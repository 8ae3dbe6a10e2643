//! Pattern buffer with tail-window search.
//!
//! Only the last `search_depth` bytes of the output accumulated for the
//! current exchange are searched for terminal patterns; error patterns are
//! searched line by line from where new output was appended. Output that was
//! already acted on (for example a confirmation question that has been
//! answered) can be fenced off with [`PatternBuffer::mark_consumed`] so it
//! never triggers a second match.

use std::ops::Range;

use regex::bytes::Regex;

/// Buffer for accumulating output and searching its tail for patterns.
#[derive(Debug)]
pub struct PatternBuffer {
    /// The accumulated output buffer.
    buffer: Vec<u8>,

    /// How many bytes from the end to search for patterns.
    search_depth: usize,

    /// Offset before which output is never searched again.
    consumed: usize,
}

impl PatternBuffer {
    /// Create a new pattern buffer with the specified search depth.
    pub fn new(search_depth: usize) -> Self {
        Self {
            buffer: Vec::with_capacity(4096),
            search_depth,
            consumed: 0,
        }
    }

    /// Extend the buffer with new data, stripping ANSI escape codes.
    pub fn extend(&mut self, data: &[u8]) {
        let cleaned = strip_ansi_escapes::strip(data);
        self.buffer.extend_from_slice(&cleaned);
    }

    /// Absolute offset where the search window starts.
    pub fn tail_start(&self) -> usize {
        self.buffer
            .len()
            .saturating_sub(self.search_depth)
            .max(self.consumed)
    }

    /// The searchable tail of the buffer.
    pub fn tail(&self) -> &[u8] {
        &self.buffer[self.tail_start()..]
    }

    /// Search the tail for `pattern`.
    ///
    /// The returned range is absolute, i.e. it indexes into [`as_slice`](Self::as_slice).
    pub fn search_tail(&self, pattern: &Regex) -> Option<Range<usize>> {
        let start = self.tail_start();
        pattern
            .find(&self.buffer[start..])
            .map(|m| start + m.start()..start + m.end())
    }

    /// Check if the tail contains a pattern match.
    pub fn tail_contains(&self, pattern: &Regex) -> bool {
        self.search_tail(pattern).is_some()
    }

    /// Search from the start of the line containing `pos` to the end of the
    /// buffer, ignoring the search depth.
    ///
    /// Starting at a line boundary keeps `(?m)^` anchored to real line starts.
    /// Output before [`mark_consumed`](Self::mark_consumed) is not searched.
    pub fn search_from_line(&self, pattern: &Regex, pos: usize) -> Option<Range<usize>> {
        let pos = pos.min(self.buffer.len());
        let start = memchr::memrchr(b'\n', &self.buffer[..pos])
            .map_or(0, |i| i + 1)
            .max(self.consumed);
        pattern
            .find(&self.buffer[start..])
            .map(|m| start + m.start()..start + m.end())
    }

    /// Exclude everything received so far from future tail searches.
    pub fn mark_consumed(&mut self) {
        self.consumed = self.buffer.len();
    }

    /// The full line (without terminator) containing byte `pos`.
    pub fn line_at(&self, pos: usize) -> &[u8] {
        let pos = pos.min(self.buffer.len());
        let start = memchr::memrchr(b'\n', &self.buffer[..pos]).map_or(0, |i| i + 1);
        let end = memchr::memchr(b'\n', &self.buffer[pos..]).map_or(self.buffer.len(), |i| pos + i);
        let line = &self.buffer[start..end];
        line.strip_suffix(b"\r").unwrap_or(line)
    }

    /// Take ownership of the buffer contents and reset.
    pub fn take(&mut self) -> Vec<u8> {
        self.consumed = 0;
        std::mem::take(&mut self.buffer)
    }

    /// Get a reference to the buffer contents.
    pub fn as_slice(&self) -> &[u8] {
        &self.buffer
    }

    /// Get the current buffer length.
    pub fn len(&self) -> usize {
        self.buffer.len()
    }

    /// Check if the buffer is empty.
    pub fn is_empty(&self) -> bool {
        self.buffer.is_empty()
    }

    /// Clear the buffer.
    pub fn clear(&mut self) {
        self.buffer.clear();
        self.consumed = 0;
    }

    /// Get the search depth setting.
    pub fn search_depth(&self) -> usize {
        self.search_depth
    }
}

impl Default for PatternBuffer {
    fn default() -> Self {
        Self::new(1000)
    }
}

#[cfg(test)]
mod tests {
    use super::*;

    #[test]
    fn test_basic_extend() {
        let mut buffer = PatternBuffer::new(100);
        buffer.extend(b"Hello, world!");
        assert_eq!(buffer.as_slice(), b"Hello, world!");
    }

    #[test]
    fn test_ansi_stripping() {
        let mut buffer = PatternBuffer::new(100);
        buffer.extend(b"\x1b[m\x1b[36m[admin@MikroTik] > \x1b[0m");
        assert_eq!(buffer.as_slice(), b"[admin@MikroTik] > ");
    }

    #[test]
    fn test_tail_search_absolute_range() {
        let mut buffer = PatternBuffer::new(20);
        buffer.extend(&[b'x'; 100]);
        buffer.extend(b"\n[admin@R] > ");

        let pattern = Regex::new(r"\[admin@R\] > $").unwrap();
        let range = buffer.search_tail(&pattern).unwrap();
        assert_eq!(&buffer.as_slice()[range], b"[admin@R] > ");
    }

    #[test]
    fn test_tail_search_not_in_tail() {
        let mut buffer = PatternBuffer::new(10);
        buffer.extend(b"[admin@R] >");
        buffer.extend(&[b'x'; 100]);

        let pattern = Regex::new(r"\[admin@R\] >").unwrap();
        assert!(buffer.search_tail(&pattern).is_none());
        assert_eq!(buffer.search_from_line(&pattern, 0), Some(0..11));
    }

    #[test]
    fn test_search_from_line_anchors_at_line_start() {
        let mut buffer = PatternBuffer::new(10);
        buffer.extend(b"add comment=\"bad command name\"\nbad comm");
        let appended = buffer.len();
        buffer.extend(b"and name foo\n");

        let pattern = Regex::new(r"(?m)^bad command name[^\r\n]*").unwrap();
        let range = buffer.search_from_line(&pattern, appended).unwrap();
        assert_eq!(&buffer.as_slice()[range], b"bad command name foo");

        let mut quoted = PatternBuffer::new(10);
        quoted.extend(b"add comment=\"");
        let appended = quoted.len();
        quoted.extend(b"bad command name\"\n");
        assert!(quoted.search_from_line(&pattern, appended).is_none());
    }

    #[test]
    fn test_mark_consumed_hides_old_output() {
        let mut buffer = PatternBuffer::new(1000);
        buffer.extend(b"Continue? [y/N]: ");

        let pattern = Regex::new(r"\[y/N\]").unwrap();
        assert!(buffer.tail_contains(&pattern));

        buffer.mark_consumed();
        assert!(!buffer.tail_contains(&pattern));

        buffer.extend(b"y\n[admin@R] > ");
        assert!(!buffer.tail_contains(&pattern));
        assert_eq!(buffer.tail(), b"y\n[admin@R] > ");
    }

    #[test]
    fn test_line_at() {
        let mut buffer = PatternBuffer::new(100);
        buffer.extend(b"first\r\nbad command name foo (line 1 column 1)\r\n[admin@R] > ");

        let line = buffer.line_at(12);
        assert_eq!(line, b"bad command name foo (line 1 column 1)");
        assert_eq!(buffer.line_at(0), b"first");
    }

    #[test]
    fn test_take_clears_buffer() {
        let mut buffer = PatternBuffer::new(100);
        buffer.extend(b"test data");
        buffer.mark_consumed();
        assert_eq!(buffer.take(), b"test data");
        assert!(buffer.is_empty());
        assert_eq!(buffer.tail_start(), 0);
    }
}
※ ※ ※
→ What is expected:
Check each line in the records for the word "current" and say how many have it, with nothing else.

→ Task result:
2